* Exercise prompt
Within the material below, transcribe exactly the lines from the one holding "let tx = self.transaction_scope();" through the one holding "Err(err) => warn!(error", keeping both ends and skipping the rest.

◇ ◇ ◇ ◇ ◇

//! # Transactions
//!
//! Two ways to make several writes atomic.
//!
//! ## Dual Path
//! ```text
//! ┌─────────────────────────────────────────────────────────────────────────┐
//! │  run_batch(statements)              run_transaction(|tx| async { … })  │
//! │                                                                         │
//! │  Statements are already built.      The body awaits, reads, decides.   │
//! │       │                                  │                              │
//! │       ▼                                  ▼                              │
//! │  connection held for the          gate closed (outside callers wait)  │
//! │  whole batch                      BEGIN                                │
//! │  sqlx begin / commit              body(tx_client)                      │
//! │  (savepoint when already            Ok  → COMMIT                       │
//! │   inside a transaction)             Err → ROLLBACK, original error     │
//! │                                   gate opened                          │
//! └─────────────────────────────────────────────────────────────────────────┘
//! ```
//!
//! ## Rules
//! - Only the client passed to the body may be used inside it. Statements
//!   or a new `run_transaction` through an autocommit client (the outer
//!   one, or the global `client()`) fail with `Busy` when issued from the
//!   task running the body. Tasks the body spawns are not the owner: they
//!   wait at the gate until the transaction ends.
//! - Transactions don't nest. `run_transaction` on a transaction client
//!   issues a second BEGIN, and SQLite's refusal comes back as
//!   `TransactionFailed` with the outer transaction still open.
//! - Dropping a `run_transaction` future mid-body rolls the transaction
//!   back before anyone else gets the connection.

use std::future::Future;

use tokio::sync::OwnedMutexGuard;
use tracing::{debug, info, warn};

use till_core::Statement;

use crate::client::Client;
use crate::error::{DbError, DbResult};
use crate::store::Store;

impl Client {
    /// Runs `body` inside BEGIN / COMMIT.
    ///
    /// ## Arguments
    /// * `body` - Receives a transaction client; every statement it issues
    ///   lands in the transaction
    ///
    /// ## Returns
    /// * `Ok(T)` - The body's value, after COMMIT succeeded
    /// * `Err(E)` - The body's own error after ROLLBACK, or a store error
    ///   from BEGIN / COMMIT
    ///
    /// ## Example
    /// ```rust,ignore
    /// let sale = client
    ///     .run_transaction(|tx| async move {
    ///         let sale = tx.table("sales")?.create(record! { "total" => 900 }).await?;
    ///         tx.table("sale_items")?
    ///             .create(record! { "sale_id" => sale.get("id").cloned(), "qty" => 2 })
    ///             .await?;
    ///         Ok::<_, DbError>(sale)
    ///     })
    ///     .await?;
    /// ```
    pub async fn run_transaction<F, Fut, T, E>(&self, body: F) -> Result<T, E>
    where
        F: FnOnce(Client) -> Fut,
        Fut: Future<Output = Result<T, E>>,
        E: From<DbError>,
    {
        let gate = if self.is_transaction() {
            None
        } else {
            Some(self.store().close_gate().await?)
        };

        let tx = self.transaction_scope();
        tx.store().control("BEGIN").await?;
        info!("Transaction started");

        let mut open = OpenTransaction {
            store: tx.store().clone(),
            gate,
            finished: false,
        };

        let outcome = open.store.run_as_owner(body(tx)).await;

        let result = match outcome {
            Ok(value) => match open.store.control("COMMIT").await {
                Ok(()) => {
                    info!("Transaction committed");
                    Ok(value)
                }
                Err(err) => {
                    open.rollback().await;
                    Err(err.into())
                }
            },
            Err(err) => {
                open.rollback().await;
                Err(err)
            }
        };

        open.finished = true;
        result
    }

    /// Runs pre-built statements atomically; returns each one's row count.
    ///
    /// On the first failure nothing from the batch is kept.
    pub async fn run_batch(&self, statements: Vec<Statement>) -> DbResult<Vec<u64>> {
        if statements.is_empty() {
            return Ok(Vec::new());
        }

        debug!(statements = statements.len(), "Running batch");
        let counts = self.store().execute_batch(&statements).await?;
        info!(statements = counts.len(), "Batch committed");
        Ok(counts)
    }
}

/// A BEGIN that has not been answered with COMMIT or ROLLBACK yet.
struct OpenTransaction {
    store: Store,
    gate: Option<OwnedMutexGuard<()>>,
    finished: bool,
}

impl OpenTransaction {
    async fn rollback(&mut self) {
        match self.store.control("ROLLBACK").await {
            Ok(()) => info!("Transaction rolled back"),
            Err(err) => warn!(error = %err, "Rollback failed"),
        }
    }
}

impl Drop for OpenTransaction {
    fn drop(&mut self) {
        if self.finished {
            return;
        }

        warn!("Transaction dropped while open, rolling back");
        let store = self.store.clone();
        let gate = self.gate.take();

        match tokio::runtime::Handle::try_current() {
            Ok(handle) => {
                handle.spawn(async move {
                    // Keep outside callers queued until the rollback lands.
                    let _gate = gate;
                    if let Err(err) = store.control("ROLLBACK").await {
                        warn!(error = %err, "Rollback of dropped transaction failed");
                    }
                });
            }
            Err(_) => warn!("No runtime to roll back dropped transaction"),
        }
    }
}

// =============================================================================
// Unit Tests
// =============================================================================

◇ ◇ ◇ ◇ ◇

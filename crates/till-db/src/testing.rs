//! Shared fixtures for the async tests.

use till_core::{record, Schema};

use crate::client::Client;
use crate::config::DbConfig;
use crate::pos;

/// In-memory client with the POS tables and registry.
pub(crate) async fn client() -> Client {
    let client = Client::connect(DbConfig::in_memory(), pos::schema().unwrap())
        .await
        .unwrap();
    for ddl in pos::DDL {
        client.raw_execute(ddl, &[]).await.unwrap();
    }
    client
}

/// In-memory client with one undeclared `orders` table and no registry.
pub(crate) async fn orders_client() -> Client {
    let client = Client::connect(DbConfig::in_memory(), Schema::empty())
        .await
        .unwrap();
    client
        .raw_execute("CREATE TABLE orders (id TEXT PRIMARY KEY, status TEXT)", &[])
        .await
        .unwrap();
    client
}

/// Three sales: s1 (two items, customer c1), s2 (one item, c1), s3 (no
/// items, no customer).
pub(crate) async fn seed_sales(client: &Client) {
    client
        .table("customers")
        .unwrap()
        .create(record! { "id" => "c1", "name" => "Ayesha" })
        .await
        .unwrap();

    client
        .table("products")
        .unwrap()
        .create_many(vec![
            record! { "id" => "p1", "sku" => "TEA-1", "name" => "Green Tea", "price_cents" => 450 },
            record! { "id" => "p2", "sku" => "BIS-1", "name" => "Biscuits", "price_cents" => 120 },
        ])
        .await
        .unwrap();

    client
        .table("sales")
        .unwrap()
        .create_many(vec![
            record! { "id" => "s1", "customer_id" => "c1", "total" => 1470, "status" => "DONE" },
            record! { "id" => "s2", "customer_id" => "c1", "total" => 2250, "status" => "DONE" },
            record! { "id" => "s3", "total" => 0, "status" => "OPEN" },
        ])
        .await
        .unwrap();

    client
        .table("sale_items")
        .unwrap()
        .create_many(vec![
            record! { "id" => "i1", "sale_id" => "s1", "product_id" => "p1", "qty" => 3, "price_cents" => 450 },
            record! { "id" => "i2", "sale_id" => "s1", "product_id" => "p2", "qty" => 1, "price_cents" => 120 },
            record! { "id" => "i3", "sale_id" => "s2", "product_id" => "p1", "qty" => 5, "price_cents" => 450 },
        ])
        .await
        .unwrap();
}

◇ ◇ ◇ ◇ ◇

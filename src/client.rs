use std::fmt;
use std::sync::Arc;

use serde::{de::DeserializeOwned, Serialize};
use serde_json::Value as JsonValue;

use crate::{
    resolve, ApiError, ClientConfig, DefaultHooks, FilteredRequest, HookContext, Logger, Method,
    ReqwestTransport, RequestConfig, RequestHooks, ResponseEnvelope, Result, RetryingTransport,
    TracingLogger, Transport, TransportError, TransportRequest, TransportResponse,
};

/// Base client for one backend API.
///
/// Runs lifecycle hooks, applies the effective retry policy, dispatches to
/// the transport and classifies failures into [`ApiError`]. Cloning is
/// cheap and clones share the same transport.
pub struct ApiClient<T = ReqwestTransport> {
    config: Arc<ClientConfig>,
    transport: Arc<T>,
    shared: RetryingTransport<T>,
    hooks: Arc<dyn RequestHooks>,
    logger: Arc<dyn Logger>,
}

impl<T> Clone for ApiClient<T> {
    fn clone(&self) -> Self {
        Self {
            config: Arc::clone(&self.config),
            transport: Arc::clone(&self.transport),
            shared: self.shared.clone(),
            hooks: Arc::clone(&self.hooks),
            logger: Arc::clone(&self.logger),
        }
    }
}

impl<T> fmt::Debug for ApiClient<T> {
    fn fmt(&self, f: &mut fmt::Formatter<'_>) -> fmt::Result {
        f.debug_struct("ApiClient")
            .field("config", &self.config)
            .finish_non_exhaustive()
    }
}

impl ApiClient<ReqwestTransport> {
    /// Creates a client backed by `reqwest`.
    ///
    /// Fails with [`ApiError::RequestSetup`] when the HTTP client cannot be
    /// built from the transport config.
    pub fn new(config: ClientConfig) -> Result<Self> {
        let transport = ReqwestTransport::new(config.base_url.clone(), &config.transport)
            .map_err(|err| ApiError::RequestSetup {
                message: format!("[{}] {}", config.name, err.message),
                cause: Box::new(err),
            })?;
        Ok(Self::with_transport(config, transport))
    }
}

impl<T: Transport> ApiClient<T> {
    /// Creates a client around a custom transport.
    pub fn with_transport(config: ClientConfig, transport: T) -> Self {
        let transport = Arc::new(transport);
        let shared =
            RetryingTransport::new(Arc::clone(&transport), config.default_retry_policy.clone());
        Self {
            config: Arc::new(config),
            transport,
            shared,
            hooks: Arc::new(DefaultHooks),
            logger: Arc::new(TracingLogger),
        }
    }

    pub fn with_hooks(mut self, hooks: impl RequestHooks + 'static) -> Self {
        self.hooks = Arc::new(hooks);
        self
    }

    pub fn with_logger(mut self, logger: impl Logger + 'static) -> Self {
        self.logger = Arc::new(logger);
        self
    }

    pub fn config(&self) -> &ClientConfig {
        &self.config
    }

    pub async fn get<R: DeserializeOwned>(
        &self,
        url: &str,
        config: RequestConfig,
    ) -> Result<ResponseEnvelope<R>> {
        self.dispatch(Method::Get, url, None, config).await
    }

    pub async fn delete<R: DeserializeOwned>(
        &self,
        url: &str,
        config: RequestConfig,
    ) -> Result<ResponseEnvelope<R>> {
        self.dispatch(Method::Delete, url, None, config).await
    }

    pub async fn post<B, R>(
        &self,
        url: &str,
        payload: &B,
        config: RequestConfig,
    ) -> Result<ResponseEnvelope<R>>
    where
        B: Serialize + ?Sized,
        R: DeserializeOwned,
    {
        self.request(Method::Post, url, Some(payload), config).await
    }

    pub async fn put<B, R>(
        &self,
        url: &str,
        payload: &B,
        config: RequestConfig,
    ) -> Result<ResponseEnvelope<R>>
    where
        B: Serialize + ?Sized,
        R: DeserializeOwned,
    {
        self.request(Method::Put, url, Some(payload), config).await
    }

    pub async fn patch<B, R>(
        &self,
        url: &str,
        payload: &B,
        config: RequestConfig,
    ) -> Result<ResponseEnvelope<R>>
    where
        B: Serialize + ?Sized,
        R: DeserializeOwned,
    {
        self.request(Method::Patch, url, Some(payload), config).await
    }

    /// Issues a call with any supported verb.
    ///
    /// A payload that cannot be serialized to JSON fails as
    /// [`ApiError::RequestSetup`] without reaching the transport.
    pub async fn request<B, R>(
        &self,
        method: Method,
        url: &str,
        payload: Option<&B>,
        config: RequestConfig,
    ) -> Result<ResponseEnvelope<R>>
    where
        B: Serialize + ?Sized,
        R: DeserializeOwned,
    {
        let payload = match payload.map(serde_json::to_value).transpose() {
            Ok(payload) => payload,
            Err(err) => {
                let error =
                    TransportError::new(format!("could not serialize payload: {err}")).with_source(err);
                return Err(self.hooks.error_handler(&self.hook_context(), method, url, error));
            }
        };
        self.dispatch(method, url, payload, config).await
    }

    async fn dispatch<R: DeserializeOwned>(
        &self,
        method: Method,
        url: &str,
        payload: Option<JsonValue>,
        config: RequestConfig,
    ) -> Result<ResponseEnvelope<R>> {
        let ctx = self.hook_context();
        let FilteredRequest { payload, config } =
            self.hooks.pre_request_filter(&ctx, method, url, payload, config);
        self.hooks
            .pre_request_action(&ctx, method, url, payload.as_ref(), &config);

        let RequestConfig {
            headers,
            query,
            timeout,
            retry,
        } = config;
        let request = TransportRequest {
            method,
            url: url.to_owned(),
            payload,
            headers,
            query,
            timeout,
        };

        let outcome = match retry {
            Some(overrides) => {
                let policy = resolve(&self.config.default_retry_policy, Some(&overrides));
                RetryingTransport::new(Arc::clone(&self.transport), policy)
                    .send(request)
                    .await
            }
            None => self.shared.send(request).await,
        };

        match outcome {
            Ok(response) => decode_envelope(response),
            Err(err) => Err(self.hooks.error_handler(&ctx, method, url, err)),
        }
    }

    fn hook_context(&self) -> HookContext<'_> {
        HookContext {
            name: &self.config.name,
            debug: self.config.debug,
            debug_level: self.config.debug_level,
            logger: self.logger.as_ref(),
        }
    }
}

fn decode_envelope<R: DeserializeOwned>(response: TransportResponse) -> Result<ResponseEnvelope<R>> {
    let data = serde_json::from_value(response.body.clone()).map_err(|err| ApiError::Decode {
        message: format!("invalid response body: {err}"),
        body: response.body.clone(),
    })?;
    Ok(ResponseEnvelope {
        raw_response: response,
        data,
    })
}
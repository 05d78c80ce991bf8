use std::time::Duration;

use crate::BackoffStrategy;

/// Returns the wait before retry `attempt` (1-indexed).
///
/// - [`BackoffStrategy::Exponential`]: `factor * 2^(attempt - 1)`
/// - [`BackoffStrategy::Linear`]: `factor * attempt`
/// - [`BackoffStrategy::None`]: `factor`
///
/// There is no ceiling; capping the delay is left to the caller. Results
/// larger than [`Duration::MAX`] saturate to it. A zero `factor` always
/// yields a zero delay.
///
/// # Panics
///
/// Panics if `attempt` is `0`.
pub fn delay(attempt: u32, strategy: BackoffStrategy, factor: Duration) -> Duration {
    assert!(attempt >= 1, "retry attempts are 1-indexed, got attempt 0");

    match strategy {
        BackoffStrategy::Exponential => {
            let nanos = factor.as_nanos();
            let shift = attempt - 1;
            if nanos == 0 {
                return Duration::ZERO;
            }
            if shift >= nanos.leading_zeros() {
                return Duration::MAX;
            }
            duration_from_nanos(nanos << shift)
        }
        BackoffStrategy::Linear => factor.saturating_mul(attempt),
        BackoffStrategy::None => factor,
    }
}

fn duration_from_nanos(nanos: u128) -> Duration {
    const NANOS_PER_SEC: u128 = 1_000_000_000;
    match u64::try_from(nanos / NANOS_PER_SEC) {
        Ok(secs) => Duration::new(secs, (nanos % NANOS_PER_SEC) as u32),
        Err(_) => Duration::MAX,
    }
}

◇ ◇ ◇ ◇ ◇

* Finished task
        let tx = self.transaction_scope();
        tx.store().control("BEGIN").await?;
        info!("Transaction started");

        let mut open = OpenTransaction {
            store: tx.store().clone(),
            gate,
            finished: false,
        };

        let outcome = open.store.run_as_owner(body(tx)).await;

        let result = match outcome {
            Ok(value) => match open.store.control("COMMIT").await {
                Ok(()) => {
                    info!("Transaction committed");
                    Ok(value)
                }
                Err(err) => {
                    open.rollback().await;
                    Err(err.into())
                }
            },
            Err(err) => {
                open.rollback().await;
                Err(err)
            }
        };

        open.finished = true;
        result
    }

    /// Runs pre-built statements atomically; returns each one's row count.
    ///
    /// On the first failure nothing from the batch is kept.
    pub async fn run_batch(&self, statements: Vec<Statement>) -> DbResult<Vec<u64>> {
        if statements.is_empty() {
            return Ok(Vec::new());
        }

        debug!(statements = statements.len(), "Running batch");
        let counts = self.store().execute_batch(&statements).await?;
        info!(statements = counts.len(), "Batch committed");
        Ok(counts)
    }
}

/// A BEGIN that has not been answered with COMMIT or ROLLBACK yet.
struct OpenTransaction {
    store: Store,
    gate: Option<OwnedMutexGuard<()>>,
    finished: bool,
}

impl OpenTransaction {
    async fn rollback(&mut self) {
        match self.store.control("ROLLBACK").await {
            Ok(()) => info!("Transaction rolled back"),
            Err(err) => warn!(error = %err, "Rollback failed"),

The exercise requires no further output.